Siempre a la política le ha tirado llevarse al personal al huerto o al monte. Lo mismo que de vez en cuando asciende a respirar lo humilde, lo ancestral y lo puro, en esas aldeas empinadas a las que sólo visita con afecto la nieve. En su mayoría no han leído a Miguel Delibes, ni a Azorín ni a Machado, y desconocen que la Comala de Juan Rulfo nació de sus viajes fotográficos por los llanos en llamas de los pueblos mexicanos. Pero saben que han de ganarse el disputado voto del señor Cayo, y del vecino de enfrente que no le habla ni cuando las tormentas propician que el diablo llame a las puertas de cuarterones, haciendo temblar el aliento amarillo de las velas. Por eso, cada cual se ha puesto la gomina medio despeinada y se ha echado el zurrón de domingo al hombro, juramentando ayudas y actuaciones. A veces demasiado audaces, como aquel alcalde del sur que prometió acabar con el levante. No son vientos ariscos los que expresan voluntad de combatir los nuestros de ayer y de hoy. Saben que lo que sopla y duele es la fuga incesante de los jóvenes y el dinero que no encuentra donde actualizar los sacrificios de cartilla ni sacar lo justo de esas falsas ventanas de pared que te piden los números secretos de tu nombre. Su campaña se empeña en mejoras tecnológicas de fibra potente que pongan a los pueblos en red, y en rebajas del IRPF para quienes decidan residir en estas zonas. Cualquier manzana a la que le frotan la pelusa sobe el pecho, esperando que sirvan las palabras y el gesto para sumar esos tres, cuatro y cinco escaños que reparten 99 de los 350 sillones del Congreso. El único tren a la hora en punto que les importa a quienes después, muy pronto, olvidan que su paisaje electoral sigue tornándose páramo. Nunca han dejado de ser los pueblos la Cenicienta de España.

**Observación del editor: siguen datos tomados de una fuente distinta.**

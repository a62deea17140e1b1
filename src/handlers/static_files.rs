use std::fs;
use std::path::Path;

use actix_web::{web, HttpResponse};
use log::debug;
use serde_json::json;

use crate::settings::Settings;

/// Health check endpoint
pub async fn health() -> HttpResponse {
    HttpResponse::Ok().json(json!({
        "status": "ok",
        "message": "WebAuthn relying party is running"
    }))
}

fn content_type(file_name: &str) -> &'static str {
    match Path::new(file_name).extension().and_then(|e| e.to_str()) {
        Some("html") => "text/html",
        Some("css") => "text/css",
        Some("js") => "application/javascript",
        Some("json") => "application/json",
        Some("png") => "image/png",
        Some("svg") => "image/svg+xml",
        Some("ico") => "image/x-icon",
        _ => "text/plain",
    }
}

fn not_found() -> HttpResponse {
    HttpResponse::NotFound().json(json!({
        "error": "not_found",
        "message": "File not found"
    }))
}

fn read_static(folder: &str, file_name: &str) -> HttpResponse {
    if file_name.is_empty() || file_name.contains("..") || file_name.contains('\\') {
        return not_found();
    }
    let file_path = Path::new(folder).join(file_name);
    debug!("Attempting to serve static file: {}", file_path.display());

    fs::read(&file_path).map_or_else(
        |_| {
            debug!("Static file not found: {}", file_path.display());
            not_found()
        },
        |contents| {
            HttpResponse::Ok()
                .content_type(content_type(file_name))
                .body(contents)
        },
    )
}

/// Serve a file from the configured static folder
pub async fn serve_static(path: web::Path<String>, settings: web::Data<Settings>) -> HttpResponse {
    read_static(&settings.application.static_folder, &path.into_inner())
}

/// Serve the demo page
pub async fn index(settings: web::Data<Settings>) -> HttpResponse {
    read_static(&settings.application.static_folder, "index.html")
}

"Ser menos no resta derechos". El grito de la revuelta de una parte hastiada del país donde el 30% del territorio concentra el 90% de la población. Los datos siempre pesan como un eco rebotando por gargantas de cuña. De 2011 a 2017, casi el 62% de las localidades perdieron vecinos, según datos del Comisionado del Gobierno frente al Reto Demográfico. Hay comarcas en España que tienen una densidad de población inferior a las más deshabitadas de Laponia o del norte de Finlandia, lindante con el Círculo Polar Ártico. Recordaron Sergio del Molino y Jesús Carrasco que desde siempre lo rural ha sido algo de las afueras de la vida, del atraso, del hambre, de la intemperie por salir adelante con el espinazo doblado y la huella del sol caligrafiada a plomo en la frente. También lo piensa el sociólogo Michavila cuando afirma que esa sensación de frustración de los ámbitos rurales, de su aislamiento del mundo asfaltado que los mira por encima del hombro, es la que está detrás del Brexit que no ganó en Londres, de ese Donald Trump que no fue presidente por la vocación de Nueva York. Que la brecha entre lo que unos exigen y otros desean es cada vez más grande. Un primer mundo frente a un tercero a pocos kilómetros y un abismo distante. En uno se caza con escopeta con vaho blanco de madrugadas abiertas en el monte y las presas se comen a escote. En el otro se dispara con números de calibre preciso, sin salir de los despachos y las presas no se cenan, sólo se dan de baja y se dejan en las cunetas. Piensan muchos que la ciudad no entiende el mundo rural, y como se dice en Teruel: "en la capital no saben que los pollos tienen plumas". Todo esto se convierte en la munición, en la autoestima del orgullo que manejan todos los políticos. Y sobre todo, en los últimos tiempos que nos traen de regreso todos los rostros de la barbarie, quiénes saben prender llamar en los rastrojos para flamear los ánimos que aventan atávicos odios.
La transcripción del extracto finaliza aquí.